Felizmente nos "Mistérios Gloriosos" voltou um pouco de Luz à interpretação de Alice Pierot. Sem ter um volume sonoro muito elevado, conseguiu transmitir alguma emoção à Ressureição, ao Pentecostes e à Assunção da Santíssima Virgem; as três sonatas que escolheu para esta parte do concerto. A passacaglia (dita do Anjo da Guarda) final foi muito arrastada e sofreu de novo da falta da capacidade de reinvenção de Alice Pierot. Uma Passacaglia repetitiva, facilmente banalizável, capaz de ser reduzida ao mau gosto com muita facilidade acabou por ser tocada de forma monótona e sem grande acentuação. É muito difícil classificar o que faltou, talvez uma maior acentuação, uma maior gama dinâmica, uma maior emoção, mas que faltou algo não haja dúvida...

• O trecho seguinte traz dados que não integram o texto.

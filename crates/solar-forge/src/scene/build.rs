//! One-shot construction of the solar scene graph.
//!
//! Tree layout (insertion order, which the wire protocol relies on):
//!
//! ```text
//! solar (group)
//! ├── core, bloom, corona
//! ├── ribbons (group) ── ribbon × 3
//! ├── rings (group)   ── ring × 3
//! ├── belt
//! └── shards
//! stars (root)
//! ```

use std::f32::consts::PI;

use glam::Vec3;

use crate::api::config::Populations;

use super::belt::ParticleBelt;
use super::graph::{NodeId, NodeKind, SceneGraph, Transform};
use super::rng::Rng;
use super::shards::ShardField;
use super::stars::StarField;

pub const RIBBON_COUNT: usize = 3;
pub const RING_COUNT: usize = 3;

pub const CORE_RADIUS: f32 = 0.9;
pub const BLOOM_RADIUS: f32 = 1.02;
pub const CORONA_SIZE: f32 = 4.5;

const RING_TILTS: [Vec3; RING_COUNT] = [
    Vec3::new(PI * 0.15, 0.0, 0.0),
    Vec3::new(PI * 0.2, PI * 0.3, PI * 0.1),
    Vec3::new(PI * 0.1, PI * 0.5, PI * 0.15),
];

/// Torus-knot ribbon with a fixed spin assigned at creation.
#[derive(Debug, Clone, Copy, PartialEq)]
pub struct Ribbon {
    pub radius: f32,
    pub tube: f32,
    pub p: u32,
    pub q: u32,
    /// Orientation at t = 0.
    pub base_rotation: Vec3,
    /// Signed spin in radians per second about Y; X spins at half this rate.
    pub spin: f32,
}

impl Ribbon {
    /// Rotation after `elapsed` seconds.
    pub fn rotation_at(&self, elapsed: f32) -> Vec3 {
        self.base_rotation + Vec3::new(self.spin * 0.5, self.spin, 0.0) * elapsed
    }
}

/// Thin torus ring held at a static tilt.
#[derive(Debug, Clone, Copy, PartialEq)]
pub struct Ring {
    pub radius: f32,
    pub tube: f32,
    pub tilt: Vec3,
}

/// Values the frame loop drives on the scene's materials.
#[derive(Debug, Clone, Copy, PartialEq)]
pub struct Materials {
    pub core_emissive: f32,
    pub bloom_opacity: f32,
    pub corona_opacity: f32,
}

impl Default for Materials {
    fn default() -> Self {
        Self {
            core_emissive: 1.2,
            bloom_opacity: 0.45,
            corona_opacity: 0.55,
        }
    }
}

/// Handles to the nodes the frame loop touches.
#[derive(Debug, Clone)]
pub struct SceneNodes {
    pub solar: NodeId,
    pub core: NodeId,
    pub bloom: NodeId,
    pub corona: NodeId,
    pub ribbon_group: NodeId,
    pub ribbons: Vec<NodeId>,
    pub ring_group: NodeId,
    pub rings: Vec<NodeId>,
    pub belt: NodeId,
    pub shards: NodeId,
    pub stars: NodeId,
}

/// The whole solar scene: graph, per-node parameters and point/instance data.
#[derive(Debug, Clone)]
pub struct SolarScene {
    pub graph: SceneGraph,
    pub nodes: SceneNodes,
    pub ribbons: Vec<Ribbon>,
    pub rings: Vec<Ring>,
    pub belt: ParticleBelt,
    pub shards: ShardField,
    pub stars: StarField,
    pub materials: Materials,
}

impl SolarScene {
    pub fn build(populations: &Populations, seed: u64) -> Self {
        let mut rng = Rng::new(seed);
        let mut graph = SceneGraph::new();

        let solar = graph.add(NodeKind::Group, None, Transform::IDENTITY);
        let core = graph.add(NodeKind::Core, Some(solar), Transform::IDENTITY);
        let bloom = graph.add(NodeKind::Bloom, Some(solar), Transform::IDENTITY);
        let corona = graph.add(
            NodeKind::Corona,
            Some(solar),
            Transform::IDENTITY.with_scale(Vec3::new(CORONA_SIZE, CORONA_SIZE, 1.0)),
        );

        let ribbon_group = graph.add(NodeKind::Group, Some(solar), Transform::IDENTITY);
        let ribbons: Vec<Ribbon> = (0..RIBBON_COUNT)
            .map(|i| {
                let base_rotation = Vec3::new(
                    rng.next_f32() * PI * 0.3,
                    rng.next_f32() * PI,
                    rng.next_f32() * PI * 0.3,
                );
                let spin = (rng.next_f32() * 0.35 + 0.15) * rng.sign();
                Ribbon {
                    radius: 1.8 + i as f32 * 0.25,
                    tube: 0.055 + i as f32 * 0.01,
                    p: 2 + i as u32,
                    q: 3,
                    base_rotation,
                    spin,
                }
            })
            .collect();
        let ribbon_ids = ribbons
            .iter()
            .map(|r| {
                graph.add(
                    NodeKind::Ribbon,
                    Some(ribbon_group),
                    Transform::IDENTITY.with_rotation(r.base_rotation),
                )
            })
            .collect();

        let ring_group = graph.add(NodeKind::Group, Some(solar), Transform::IDENTITY);
        let rings: Vec<Ring> = RING_TILTS
            .iter()
            .enumerate()
            .map(|(i, tilt)| Ring {
                radius: 1.9 + i as f32 * 0.25,
                tube: 0.02 + i as f32 * 0.01,
                tilt: *tilt,
            })
            .collect();
        let ring_ids = rings
            .iter()
            .map(|r| {
                graph.add(
                    NodeKind::Ring,
                    Some(ring_group),
                    Transform::IDENTITY.with_rotation(r.tilt),
                )
            })
            .collect();

        let belt_data = ParticleBelt::generate(populations.particles, &mut rng);
        let belt = graph.add(NodeKind::Belt, Some(solar), Transform::IDENTITY);

        let shard_field = ShardField::generate(populations.shards, &mut rng);
        let shards = graph.add(NodeKind::Shards, Some(solar), Transform::IDENTITY);

        let star_field = StarField::generate(populations.stars, &mut rng);
        let stars = graph.add(NodeKind::Stars, None, Transform::IDENTITY);

        graph.propagate();

        log::info!(
            "solar scene built: {} particles, {} shards, {} stars, {} nodes",
            belt_data.len(),
            shard_field.len(),
            star_field.len(),
            graph.len()
        );

        Self {
            graph,
            nodes: SceneNodes {
                solar,
                core,
                bloom,
                corona,
                ribbon_group,
                ribbons: ribbon_ids,
                ring_group,
                rings: ring_ids,
                belt,
                shards,
                stars,
            },
            ribbons,
            rings,
            belt: belt_data,
            shards: shard_field,
            stars: star_field,
            materials: Materials::default(),
        }
    }
}

#[cfg(test)]
mod tests {
    use super::*;

    fn populations() -> Populations {
        Populations {
            particles: 120,
            shards: 30,
            stars: 80,
        }
    }

    #[test]
    fn builds_expected_tree() {
        let scene = SolarScene::build(&populations(), 42);
        let g = &scene.graph;
        let n = &scene.nodes;

        assert_eq!(g.len(), 4 + 1 + RIBBON_COUNT + 1 + RING_COUNT + 3);
        assert_eq!(g.parent(n.solar), None);
        assert_eq!(g.parent(n.stars), None);
        assert_eq!(g.children(n.ribbon_group).len(), RIBBON_COUNT);
        assert_eq!(g.children(n.ring_group).len(), RING_COUNT);
        assert_eq!(g.parent(n.shards), Some(n.solar));
        assert_eq!(g.kind(n.corona), NodeKind::Corona);
    }

    #[test]
    fn populations_respected() {
        let scene = SolarScene::build(&populations(), 42);
        assert_eq!(scene.belt.len(), 120);
        assert_eq!(scene.shards.len(), 30);
        assert_eq!(scene.stars.len(), 80);
    }

    #[test]
    fn same_seed_same_scene() {
        let a = SolarScene::build(&populations(), 9);
        let b = SolarScene::build(&populations(), 9);
        assert_eq!(a.ribbons, b.ribbons);
        assert_eq!(a.belt.positions, b.belt.positions);
        assert_eq!(a.shards.matrices(), b.shards.matrices());
    }

    #[test]
    fn ribbon_spin_is_bounded_and_signed() {
        let scene = SolarScene::build(&populations(), 1234);
        for r in &scene.ribbons {
            assert!(r.spin.abs() >= 0.15 && r.spin.abs() <= 0.5, "spin {}", r.spin);
        }
    }

    #[test]
    fn rings_keep_static_tilt() {
        let scene = SolarScene::build(&populations(), 1);
        for (id, ring) in scene.nodes.rings.iter().zip(&scene.rings) {
            assert_eq!(scene.graph.local(*id).rotation, ring.tilt);
        }
    }
}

Um concerto muito bom, a que faltou o sal do génio musical. O comentário final é simples: a coragem de Alice Pierot em abordar estas obras é notável. O concerto foi um prazer de escutar, mas talvez Alice Pierrot fizesse melhor em reduzir a ambição e executar apenas uma ou duas sonatas deste ciclo variando o programa. Pierot não tem capacidade para se reinventar a si e à obra de forma a conseguir manter um nível elevado ao longo de toda a execução deste ciclo complexo do final do século XVII.

Nota muito negativa para os intervalos antes da cada sonata para umas frases explicativas de Alice Pierot a que se seguia uma "tradução" do francês, aliás muito esforçada, do que Pierot dizia antes de cada sonata. Penso que esse esforço poderia ter sido mais ensaiado para se evitarem as situações caricatas que desconcentraram o público do que interessava: a música. Pierot não teve grande sensibilidade para o tradutor, dizendo frases longuíssimas e mostrou pouca capacidade de expressão verbal. O tradutor não ligava grande coisa ao que Pierot dizia e inventava o texto da tradução! Chegou a meter os seus próprios comentários e citou o "Guarda-me las vacas" no momento mais sensível do concerto, a sonata da crucificação! Foi um momento de surrealismo absolutamente delirante, a gargalhada antes da crucificação...

Nota negativa para os pais que levam as crianças aos concertos deste tipo de música, sabendo que estas não tiram qualquer proveito e incomodando quem quer escutar. Uma criança muito pequena passou todo o concerto a dormir e a ressonar debaixo do ar babado dos pais. Outras passaram o concerto todo a perguntar quando acabava, a fazer barulhos com as cadeiras, os sapatos, a amarrotar os papéis do programa, etc, etc,.. Isto não é chamar crianças para a música, isto é traumatizar e vacinar os petizes contra a música. Ao menos que os papás escolham programas mais de acordo com a juventude dos rebentos.